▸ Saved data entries
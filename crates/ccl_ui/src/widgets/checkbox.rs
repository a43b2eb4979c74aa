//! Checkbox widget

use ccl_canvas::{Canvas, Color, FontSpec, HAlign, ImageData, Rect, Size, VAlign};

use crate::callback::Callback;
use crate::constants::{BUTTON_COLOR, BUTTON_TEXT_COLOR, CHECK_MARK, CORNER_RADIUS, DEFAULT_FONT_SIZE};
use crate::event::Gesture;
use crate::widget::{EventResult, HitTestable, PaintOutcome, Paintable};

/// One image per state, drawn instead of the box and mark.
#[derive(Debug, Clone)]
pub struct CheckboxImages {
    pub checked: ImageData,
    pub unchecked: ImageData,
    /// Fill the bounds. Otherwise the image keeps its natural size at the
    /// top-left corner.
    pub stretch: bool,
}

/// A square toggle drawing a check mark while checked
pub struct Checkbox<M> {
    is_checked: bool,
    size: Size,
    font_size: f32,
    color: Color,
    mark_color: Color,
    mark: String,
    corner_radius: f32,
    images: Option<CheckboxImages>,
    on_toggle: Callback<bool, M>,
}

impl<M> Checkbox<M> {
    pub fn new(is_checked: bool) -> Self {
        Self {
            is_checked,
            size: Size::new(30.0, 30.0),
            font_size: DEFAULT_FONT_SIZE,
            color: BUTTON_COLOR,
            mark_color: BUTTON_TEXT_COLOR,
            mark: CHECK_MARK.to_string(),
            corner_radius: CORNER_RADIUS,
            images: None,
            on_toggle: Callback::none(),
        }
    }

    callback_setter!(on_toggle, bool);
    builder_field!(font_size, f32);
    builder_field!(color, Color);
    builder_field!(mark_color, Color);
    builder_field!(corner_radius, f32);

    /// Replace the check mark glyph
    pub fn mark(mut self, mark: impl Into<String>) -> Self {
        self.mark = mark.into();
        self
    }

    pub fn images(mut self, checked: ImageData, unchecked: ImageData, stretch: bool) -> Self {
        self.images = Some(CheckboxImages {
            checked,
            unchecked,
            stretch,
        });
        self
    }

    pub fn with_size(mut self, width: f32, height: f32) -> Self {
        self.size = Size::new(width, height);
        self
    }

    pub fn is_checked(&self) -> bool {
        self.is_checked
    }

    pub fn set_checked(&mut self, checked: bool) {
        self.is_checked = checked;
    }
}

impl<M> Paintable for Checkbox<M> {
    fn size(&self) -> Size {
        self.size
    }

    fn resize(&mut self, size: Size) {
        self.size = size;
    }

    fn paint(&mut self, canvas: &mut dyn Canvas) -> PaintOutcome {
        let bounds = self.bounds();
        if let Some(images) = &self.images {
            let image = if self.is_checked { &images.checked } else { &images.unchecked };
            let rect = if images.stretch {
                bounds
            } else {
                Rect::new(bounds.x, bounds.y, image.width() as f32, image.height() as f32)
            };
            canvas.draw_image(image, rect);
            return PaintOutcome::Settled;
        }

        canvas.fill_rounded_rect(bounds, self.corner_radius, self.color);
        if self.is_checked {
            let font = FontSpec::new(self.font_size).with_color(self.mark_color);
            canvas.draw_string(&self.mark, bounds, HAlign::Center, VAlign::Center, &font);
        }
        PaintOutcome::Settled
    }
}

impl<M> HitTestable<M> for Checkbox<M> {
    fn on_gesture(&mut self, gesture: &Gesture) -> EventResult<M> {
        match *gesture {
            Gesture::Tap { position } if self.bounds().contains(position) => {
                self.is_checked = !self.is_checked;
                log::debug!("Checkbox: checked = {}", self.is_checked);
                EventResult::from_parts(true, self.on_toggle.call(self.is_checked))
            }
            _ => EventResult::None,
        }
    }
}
--
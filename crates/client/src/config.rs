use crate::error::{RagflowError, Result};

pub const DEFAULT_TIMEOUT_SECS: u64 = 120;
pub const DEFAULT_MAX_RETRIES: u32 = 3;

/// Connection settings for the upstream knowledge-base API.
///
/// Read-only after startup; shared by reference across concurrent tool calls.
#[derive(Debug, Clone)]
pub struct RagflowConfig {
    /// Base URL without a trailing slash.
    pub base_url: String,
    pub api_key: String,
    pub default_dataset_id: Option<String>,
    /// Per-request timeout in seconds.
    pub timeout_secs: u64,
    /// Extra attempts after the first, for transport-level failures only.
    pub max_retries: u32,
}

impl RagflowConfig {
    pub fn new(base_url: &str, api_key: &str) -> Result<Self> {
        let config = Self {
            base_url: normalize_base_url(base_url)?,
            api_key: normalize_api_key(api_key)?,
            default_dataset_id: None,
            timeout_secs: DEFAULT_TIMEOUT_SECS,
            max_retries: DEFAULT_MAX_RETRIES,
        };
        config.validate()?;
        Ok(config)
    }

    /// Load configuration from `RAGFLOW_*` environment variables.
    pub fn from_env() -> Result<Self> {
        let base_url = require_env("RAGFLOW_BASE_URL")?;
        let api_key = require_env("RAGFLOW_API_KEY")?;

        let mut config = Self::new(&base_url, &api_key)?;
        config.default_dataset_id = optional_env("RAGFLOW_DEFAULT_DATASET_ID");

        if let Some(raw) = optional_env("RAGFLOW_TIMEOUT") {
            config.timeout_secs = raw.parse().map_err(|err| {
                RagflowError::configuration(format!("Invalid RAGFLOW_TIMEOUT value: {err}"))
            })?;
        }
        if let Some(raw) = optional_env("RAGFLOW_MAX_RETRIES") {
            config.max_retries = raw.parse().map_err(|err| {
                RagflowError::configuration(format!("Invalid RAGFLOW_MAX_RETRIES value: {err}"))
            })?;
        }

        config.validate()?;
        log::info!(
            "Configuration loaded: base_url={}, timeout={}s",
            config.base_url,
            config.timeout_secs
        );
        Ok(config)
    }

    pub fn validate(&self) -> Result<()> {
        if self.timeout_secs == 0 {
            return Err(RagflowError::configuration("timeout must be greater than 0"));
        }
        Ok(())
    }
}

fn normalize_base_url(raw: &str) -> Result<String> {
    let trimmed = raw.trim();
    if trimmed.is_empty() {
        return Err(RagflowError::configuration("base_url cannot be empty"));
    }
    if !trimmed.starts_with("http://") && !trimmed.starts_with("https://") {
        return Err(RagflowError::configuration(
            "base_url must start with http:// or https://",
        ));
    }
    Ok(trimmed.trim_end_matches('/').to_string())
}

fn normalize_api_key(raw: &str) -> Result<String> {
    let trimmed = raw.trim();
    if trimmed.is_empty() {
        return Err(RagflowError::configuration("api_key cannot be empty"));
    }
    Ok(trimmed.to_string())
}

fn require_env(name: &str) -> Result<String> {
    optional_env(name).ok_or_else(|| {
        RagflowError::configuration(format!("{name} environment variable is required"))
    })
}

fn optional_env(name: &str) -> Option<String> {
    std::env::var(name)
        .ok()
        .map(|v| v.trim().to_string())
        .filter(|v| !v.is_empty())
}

▸ INSTRUCTIONS FOR THE TASK
Please reproduce, exactly as they appear above, the lines from the line containing "filename crates/ccl_ui/src/widgets/checkbox.rs" up to and including the line containing "use crate::event::Gesture;".

▸ OUTPUT BELOW
filename crates/ccl_ui/src/widgets/checkbox.rs
repository a43b2eb4979c74aa
//! Checkbox widget

use ccl_canvas::{Canvas, Color, FontSpec, HAlign, ImageData, Rect, Size, VAlign};

use crate::callback::Callback;
use crate::constants::{BUTTON_COLOR, BUTTON_TEXT_COLOR, CHECK_MARK, CORNER_RADIUS, DEFAULT_FONT_SIZE};
use crate::event::Gesture;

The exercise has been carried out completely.